■ Task brief ■
Search the records for "true" and copy each line that holds it.

Items from a dataset
•••
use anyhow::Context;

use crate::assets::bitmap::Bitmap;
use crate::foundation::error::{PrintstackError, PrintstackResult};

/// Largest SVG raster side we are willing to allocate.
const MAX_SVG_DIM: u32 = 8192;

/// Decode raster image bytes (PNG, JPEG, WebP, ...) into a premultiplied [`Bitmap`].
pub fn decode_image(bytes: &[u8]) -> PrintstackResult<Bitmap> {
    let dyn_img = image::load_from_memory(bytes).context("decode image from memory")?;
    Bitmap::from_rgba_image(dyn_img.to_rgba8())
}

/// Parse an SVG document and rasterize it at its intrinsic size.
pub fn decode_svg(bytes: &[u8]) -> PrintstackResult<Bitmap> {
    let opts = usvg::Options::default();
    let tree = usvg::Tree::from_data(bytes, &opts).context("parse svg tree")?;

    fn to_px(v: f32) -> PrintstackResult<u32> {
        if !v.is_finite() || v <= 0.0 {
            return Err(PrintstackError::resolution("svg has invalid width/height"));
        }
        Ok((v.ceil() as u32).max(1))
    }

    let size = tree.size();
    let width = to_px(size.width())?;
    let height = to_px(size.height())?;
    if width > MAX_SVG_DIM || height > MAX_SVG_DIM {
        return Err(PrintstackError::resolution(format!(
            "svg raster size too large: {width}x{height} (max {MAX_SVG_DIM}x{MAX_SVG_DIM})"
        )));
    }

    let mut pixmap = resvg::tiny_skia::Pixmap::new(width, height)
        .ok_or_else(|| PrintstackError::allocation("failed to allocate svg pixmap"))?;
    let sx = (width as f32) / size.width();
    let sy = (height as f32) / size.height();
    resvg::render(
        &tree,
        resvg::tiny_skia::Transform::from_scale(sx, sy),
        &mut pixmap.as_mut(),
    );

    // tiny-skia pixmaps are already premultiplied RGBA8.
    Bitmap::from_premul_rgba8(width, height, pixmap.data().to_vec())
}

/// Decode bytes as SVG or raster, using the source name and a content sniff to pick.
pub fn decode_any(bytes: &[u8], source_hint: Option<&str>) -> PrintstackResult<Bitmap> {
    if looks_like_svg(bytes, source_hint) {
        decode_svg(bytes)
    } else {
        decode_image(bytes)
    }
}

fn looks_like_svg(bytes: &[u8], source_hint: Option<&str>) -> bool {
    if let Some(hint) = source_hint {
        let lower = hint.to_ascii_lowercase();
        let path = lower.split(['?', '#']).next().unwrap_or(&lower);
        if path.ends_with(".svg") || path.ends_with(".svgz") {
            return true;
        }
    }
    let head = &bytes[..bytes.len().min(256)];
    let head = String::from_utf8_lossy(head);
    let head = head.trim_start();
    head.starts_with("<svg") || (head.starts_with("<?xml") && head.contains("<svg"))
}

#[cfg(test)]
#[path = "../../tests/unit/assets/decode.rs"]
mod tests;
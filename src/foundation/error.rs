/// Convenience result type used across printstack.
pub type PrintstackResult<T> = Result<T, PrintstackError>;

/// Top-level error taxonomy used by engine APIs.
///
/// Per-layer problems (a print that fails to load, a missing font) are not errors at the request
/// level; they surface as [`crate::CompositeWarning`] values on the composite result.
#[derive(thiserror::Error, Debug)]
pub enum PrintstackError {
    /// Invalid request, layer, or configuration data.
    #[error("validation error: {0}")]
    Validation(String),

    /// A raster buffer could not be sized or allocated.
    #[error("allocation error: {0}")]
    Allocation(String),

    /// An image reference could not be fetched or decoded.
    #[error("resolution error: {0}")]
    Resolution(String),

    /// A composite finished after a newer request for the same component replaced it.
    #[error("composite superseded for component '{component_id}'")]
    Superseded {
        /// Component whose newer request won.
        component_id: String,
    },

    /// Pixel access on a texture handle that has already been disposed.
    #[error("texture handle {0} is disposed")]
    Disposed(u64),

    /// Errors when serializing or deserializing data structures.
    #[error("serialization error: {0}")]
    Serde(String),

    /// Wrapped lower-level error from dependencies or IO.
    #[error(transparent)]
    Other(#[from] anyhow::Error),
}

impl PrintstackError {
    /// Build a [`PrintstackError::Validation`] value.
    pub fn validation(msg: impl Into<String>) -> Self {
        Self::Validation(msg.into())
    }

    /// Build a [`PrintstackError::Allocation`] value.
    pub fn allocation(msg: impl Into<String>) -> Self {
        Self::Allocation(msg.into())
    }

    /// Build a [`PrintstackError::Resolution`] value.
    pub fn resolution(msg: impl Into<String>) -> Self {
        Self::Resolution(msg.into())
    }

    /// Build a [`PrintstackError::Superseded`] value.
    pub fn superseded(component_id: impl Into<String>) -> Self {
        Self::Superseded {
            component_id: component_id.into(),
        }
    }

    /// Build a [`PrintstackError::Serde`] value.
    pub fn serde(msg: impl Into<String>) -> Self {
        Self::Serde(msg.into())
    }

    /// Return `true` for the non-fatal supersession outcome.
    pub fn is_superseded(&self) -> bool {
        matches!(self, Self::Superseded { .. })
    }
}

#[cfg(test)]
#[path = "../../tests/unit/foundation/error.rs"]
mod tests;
•••
■ Task output ■
            return true;
    /// Return `true` for the non-fatal supersession outcome.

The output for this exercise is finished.